== Entries provided ==
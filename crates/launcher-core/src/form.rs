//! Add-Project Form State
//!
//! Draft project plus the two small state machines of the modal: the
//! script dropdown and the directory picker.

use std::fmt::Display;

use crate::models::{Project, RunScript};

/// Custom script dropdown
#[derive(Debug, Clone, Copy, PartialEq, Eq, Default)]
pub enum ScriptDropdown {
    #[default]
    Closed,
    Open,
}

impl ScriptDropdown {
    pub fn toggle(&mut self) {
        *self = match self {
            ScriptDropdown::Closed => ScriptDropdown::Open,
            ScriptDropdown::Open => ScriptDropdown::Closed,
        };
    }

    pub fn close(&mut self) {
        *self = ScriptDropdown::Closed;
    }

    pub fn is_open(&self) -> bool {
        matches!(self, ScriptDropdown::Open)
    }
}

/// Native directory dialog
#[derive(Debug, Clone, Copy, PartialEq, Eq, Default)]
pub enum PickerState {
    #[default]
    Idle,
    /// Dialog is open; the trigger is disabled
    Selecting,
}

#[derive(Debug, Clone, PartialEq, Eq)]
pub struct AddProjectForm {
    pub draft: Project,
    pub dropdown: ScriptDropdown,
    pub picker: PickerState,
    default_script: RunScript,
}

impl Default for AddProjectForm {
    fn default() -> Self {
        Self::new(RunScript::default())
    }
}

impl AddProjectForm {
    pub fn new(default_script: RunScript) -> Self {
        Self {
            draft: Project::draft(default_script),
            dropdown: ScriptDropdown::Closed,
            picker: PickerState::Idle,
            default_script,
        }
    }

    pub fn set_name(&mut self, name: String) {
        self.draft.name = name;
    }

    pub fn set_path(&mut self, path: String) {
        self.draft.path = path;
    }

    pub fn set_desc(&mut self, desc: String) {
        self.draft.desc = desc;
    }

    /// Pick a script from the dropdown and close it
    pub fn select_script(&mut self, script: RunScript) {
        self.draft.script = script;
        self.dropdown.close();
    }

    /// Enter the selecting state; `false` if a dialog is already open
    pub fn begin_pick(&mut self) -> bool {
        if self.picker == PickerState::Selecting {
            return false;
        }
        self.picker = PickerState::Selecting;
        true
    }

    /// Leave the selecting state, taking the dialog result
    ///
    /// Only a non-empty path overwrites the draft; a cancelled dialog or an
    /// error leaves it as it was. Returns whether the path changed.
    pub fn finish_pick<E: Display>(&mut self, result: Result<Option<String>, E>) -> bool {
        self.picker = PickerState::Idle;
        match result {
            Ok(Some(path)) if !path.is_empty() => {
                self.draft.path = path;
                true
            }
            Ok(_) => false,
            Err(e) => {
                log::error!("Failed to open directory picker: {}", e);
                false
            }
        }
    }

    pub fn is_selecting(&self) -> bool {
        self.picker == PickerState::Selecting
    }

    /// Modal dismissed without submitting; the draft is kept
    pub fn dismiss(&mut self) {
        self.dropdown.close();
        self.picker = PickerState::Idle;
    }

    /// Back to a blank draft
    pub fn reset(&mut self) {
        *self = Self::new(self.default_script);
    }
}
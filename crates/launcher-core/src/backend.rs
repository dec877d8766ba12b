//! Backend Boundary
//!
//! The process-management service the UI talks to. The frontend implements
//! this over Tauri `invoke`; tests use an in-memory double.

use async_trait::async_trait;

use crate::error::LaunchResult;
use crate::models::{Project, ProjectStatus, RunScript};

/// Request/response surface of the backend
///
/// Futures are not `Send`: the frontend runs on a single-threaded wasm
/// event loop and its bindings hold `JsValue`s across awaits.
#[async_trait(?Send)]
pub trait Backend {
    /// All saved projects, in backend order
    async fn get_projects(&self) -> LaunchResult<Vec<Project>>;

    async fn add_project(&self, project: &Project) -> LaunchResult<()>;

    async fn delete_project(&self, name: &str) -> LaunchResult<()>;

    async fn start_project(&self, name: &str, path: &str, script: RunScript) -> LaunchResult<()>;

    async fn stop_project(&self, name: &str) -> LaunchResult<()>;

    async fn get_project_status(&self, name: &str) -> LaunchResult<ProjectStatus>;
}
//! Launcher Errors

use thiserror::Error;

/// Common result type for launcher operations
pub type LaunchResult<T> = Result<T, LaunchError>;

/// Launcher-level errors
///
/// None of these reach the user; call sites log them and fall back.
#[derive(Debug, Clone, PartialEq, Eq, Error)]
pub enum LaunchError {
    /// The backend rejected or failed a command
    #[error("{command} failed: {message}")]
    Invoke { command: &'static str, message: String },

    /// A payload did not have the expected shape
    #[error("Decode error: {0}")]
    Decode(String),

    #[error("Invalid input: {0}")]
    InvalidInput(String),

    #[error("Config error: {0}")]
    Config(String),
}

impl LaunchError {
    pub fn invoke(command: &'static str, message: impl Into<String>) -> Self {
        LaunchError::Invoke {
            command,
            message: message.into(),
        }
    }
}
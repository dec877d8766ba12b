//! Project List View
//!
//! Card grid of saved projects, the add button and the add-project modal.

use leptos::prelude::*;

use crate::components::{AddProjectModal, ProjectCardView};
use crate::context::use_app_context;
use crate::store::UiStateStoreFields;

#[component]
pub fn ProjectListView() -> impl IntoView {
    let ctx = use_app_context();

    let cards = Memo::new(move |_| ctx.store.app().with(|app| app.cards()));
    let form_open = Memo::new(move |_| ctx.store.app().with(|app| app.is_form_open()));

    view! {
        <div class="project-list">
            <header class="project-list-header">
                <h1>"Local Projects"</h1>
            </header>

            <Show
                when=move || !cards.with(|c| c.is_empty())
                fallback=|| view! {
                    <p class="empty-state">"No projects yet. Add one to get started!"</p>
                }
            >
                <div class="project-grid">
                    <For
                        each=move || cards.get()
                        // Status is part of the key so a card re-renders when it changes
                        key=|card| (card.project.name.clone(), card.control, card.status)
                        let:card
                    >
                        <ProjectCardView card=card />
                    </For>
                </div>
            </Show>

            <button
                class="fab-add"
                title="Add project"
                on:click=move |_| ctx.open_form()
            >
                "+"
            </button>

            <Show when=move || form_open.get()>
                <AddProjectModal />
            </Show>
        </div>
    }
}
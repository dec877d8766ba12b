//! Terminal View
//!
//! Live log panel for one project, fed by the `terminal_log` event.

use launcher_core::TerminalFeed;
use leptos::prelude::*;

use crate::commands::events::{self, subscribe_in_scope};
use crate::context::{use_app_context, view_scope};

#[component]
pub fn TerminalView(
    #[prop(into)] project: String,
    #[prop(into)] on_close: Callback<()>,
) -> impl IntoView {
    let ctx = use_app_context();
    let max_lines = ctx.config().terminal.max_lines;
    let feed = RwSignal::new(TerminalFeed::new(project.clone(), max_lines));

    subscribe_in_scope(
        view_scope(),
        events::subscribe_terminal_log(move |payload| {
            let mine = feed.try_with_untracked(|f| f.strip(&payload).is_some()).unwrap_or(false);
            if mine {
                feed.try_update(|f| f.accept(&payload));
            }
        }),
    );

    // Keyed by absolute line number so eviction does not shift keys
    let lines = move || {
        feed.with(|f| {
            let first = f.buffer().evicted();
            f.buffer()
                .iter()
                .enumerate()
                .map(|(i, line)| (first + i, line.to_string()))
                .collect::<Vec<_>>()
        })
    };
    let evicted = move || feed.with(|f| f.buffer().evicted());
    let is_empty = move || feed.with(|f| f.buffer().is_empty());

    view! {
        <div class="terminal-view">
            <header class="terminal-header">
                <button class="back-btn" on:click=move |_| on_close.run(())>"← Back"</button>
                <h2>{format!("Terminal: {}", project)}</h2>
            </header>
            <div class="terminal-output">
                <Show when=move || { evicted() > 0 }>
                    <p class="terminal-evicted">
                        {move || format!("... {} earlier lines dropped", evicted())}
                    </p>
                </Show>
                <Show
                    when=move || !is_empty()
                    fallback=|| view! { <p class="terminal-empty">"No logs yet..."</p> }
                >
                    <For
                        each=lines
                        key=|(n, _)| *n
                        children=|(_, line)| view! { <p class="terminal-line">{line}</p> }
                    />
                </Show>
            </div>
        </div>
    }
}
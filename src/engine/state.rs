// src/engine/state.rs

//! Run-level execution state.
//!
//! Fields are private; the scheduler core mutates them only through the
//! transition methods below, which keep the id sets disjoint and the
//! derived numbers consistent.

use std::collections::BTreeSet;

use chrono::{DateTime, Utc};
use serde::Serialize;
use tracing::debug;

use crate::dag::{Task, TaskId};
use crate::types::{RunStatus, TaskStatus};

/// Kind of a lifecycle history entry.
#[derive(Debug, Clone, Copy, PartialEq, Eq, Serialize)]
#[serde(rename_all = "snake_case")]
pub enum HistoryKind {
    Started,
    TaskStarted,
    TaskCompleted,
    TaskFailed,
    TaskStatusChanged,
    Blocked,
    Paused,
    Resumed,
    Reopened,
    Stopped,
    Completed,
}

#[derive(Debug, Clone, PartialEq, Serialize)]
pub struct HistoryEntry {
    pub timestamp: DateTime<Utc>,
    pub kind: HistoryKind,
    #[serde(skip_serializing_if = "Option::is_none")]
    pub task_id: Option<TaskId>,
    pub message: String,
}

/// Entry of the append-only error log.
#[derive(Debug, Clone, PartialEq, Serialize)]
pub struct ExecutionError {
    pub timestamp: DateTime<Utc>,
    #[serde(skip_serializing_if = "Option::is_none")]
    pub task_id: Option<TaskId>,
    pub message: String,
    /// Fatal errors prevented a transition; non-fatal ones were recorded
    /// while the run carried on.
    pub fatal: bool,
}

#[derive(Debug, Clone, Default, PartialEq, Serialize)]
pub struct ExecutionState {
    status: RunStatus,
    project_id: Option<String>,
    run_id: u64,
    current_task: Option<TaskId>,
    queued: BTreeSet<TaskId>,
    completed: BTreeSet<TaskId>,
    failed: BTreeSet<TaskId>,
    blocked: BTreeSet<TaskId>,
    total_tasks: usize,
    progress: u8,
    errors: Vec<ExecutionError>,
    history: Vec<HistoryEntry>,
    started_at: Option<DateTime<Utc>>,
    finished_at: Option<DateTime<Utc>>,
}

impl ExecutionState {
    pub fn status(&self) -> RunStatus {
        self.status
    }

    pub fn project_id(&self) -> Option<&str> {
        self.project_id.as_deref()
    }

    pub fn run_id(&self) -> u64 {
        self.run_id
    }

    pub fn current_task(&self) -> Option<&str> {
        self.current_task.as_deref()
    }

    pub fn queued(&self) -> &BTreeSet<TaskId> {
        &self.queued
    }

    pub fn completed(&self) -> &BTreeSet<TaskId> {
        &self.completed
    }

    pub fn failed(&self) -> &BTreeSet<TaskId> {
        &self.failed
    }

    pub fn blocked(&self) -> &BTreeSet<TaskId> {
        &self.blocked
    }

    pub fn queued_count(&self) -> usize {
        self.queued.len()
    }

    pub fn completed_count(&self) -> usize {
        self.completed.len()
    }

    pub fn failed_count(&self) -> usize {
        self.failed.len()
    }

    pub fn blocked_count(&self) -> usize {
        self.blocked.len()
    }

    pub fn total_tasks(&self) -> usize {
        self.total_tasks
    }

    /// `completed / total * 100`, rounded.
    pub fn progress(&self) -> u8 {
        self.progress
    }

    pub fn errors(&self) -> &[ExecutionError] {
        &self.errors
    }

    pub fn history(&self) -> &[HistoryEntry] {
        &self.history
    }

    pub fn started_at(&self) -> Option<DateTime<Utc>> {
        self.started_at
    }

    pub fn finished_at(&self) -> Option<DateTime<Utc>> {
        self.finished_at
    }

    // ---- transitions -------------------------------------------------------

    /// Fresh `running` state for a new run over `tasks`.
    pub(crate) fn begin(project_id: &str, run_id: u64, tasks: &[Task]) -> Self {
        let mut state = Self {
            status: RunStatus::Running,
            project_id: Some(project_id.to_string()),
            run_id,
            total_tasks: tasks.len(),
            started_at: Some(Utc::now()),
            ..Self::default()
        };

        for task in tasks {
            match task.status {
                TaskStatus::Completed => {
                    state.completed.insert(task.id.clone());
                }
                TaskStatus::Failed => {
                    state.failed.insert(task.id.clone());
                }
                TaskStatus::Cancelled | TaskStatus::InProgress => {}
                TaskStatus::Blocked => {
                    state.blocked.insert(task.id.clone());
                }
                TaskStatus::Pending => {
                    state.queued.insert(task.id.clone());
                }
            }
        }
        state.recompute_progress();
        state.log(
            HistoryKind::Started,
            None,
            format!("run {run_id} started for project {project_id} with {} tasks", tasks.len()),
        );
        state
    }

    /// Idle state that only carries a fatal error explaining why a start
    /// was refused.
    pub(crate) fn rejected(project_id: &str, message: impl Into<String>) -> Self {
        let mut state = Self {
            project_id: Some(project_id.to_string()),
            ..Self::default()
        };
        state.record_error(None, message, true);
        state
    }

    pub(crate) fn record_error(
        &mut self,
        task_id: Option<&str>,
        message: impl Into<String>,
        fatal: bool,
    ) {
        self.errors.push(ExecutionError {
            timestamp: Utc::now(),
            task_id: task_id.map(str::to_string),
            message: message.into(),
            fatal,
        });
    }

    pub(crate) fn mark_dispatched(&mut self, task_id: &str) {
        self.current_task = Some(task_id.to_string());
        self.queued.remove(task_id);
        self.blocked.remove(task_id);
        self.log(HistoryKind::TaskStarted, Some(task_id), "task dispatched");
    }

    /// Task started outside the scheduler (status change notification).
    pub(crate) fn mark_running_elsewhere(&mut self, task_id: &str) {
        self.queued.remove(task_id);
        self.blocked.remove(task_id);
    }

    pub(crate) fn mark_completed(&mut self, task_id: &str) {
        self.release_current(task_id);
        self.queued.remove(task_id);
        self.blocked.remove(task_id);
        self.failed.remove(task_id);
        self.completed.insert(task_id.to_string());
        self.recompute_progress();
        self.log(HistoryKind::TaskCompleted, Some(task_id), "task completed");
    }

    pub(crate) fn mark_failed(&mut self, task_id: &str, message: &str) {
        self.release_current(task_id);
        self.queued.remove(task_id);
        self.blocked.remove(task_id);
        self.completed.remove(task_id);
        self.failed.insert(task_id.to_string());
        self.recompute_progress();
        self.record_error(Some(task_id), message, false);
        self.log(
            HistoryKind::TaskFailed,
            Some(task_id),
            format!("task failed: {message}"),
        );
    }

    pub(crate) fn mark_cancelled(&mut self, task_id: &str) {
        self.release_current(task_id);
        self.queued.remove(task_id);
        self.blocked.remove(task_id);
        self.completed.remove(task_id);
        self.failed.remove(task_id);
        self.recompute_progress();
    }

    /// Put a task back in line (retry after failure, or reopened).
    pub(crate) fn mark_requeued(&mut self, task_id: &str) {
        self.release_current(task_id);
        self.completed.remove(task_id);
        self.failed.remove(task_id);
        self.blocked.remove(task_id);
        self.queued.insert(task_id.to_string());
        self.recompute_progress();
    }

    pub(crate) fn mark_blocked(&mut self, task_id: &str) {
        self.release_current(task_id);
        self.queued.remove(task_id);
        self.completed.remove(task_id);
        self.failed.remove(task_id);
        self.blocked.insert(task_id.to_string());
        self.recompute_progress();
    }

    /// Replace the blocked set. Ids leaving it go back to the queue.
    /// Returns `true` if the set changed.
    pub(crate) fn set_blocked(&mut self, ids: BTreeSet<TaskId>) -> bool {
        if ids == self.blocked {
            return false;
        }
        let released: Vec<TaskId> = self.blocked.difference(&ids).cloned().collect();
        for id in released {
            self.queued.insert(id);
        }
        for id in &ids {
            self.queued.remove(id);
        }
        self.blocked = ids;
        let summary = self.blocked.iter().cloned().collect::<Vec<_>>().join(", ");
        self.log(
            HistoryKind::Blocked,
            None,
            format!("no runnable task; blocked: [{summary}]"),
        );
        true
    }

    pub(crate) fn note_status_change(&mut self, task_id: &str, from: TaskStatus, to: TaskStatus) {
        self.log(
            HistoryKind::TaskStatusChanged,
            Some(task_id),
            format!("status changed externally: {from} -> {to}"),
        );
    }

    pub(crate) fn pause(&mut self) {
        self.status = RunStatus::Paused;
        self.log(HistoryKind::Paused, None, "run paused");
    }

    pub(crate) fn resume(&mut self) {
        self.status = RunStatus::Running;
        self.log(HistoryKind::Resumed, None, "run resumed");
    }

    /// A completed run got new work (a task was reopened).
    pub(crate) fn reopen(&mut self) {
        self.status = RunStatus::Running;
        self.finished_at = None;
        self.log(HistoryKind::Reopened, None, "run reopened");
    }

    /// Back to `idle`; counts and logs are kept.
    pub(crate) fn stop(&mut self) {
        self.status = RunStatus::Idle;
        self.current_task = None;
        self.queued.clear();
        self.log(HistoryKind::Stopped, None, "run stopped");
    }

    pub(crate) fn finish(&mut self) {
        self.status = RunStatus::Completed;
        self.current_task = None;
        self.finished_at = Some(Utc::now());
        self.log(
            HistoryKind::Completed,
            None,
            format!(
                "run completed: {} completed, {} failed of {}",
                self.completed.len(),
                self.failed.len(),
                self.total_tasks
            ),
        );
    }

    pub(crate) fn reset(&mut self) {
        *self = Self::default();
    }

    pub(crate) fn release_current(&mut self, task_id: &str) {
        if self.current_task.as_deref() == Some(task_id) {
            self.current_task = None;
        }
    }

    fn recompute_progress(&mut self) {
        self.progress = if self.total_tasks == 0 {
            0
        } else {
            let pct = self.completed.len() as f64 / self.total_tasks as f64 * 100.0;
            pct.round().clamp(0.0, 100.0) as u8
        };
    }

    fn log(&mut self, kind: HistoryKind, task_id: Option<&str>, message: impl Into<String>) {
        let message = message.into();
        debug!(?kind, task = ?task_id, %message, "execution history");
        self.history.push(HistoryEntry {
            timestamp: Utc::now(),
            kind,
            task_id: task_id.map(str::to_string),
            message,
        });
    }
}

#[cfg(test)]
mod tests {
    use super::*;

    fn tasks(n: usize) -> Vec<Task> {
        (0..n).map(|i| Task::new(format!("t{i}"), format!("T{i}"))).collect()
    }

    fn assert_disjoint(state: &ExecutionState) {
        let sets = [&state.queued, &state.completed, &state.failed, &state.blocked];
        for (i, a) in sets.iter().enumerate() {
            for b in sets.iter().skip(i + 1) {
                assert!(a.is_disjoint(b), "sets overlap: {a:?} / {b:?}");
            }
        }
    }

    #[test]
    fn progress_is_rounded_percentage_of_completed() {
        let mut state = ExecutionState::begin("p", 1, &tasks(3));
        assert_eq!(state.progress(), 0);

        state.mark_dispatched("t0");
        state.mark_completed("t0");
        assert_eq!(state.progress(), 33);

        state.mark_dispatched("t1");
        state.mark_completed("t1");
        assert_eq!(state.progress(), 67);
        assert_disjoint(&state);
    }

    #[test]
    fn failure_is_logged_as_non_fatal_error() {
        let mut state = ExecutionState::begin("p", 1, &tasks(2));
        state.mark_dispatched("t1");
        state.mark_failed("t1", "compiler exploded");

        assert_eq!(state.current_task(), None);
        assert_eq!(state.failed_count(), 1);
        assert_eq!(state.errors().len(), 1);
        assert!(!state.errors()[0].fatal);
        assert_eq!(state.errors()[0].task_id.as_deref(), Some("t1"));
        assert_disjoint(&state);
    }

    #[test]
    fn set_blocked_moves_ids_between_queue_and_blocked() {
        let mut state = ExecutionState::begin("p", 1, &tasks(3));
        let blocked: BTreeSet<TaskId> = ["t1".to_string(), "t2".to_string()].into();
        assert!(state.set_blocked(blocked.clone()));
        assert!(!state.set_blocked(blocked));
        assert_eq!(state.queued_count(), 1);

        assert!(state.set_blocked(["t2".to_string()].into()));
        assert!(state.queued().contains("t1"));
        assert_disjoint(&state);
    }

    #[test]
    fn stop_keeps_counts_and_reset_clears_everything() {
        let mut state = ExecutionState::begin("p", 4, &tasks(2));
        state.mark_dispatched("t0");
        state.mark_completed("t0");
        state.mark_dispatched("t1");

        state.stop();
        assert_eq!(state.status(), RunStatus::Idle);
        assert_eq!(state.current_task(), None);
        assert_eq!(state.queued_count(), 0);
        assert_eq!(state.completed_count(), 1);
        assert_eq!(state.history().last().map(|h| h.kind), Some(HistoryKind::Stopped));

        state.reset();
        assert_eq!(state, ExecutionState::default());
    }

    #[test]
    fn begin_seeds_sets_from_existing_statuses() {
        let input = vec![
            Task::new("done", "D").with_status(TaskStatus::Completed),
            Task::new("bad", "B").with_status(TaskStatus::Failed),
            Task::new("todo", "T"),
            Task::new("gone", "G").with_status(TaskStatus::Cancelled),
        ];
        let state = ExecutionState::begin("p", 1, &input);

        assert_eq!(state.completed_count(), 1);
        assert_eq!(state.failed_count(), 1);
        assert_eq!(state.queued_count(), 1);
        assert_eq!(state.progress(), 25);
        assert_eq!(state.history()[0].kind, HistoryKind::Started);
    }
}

== Work required ==
Please tally the lines of the material that contain the word "Returns", then give the total alone.

== Your response ==
2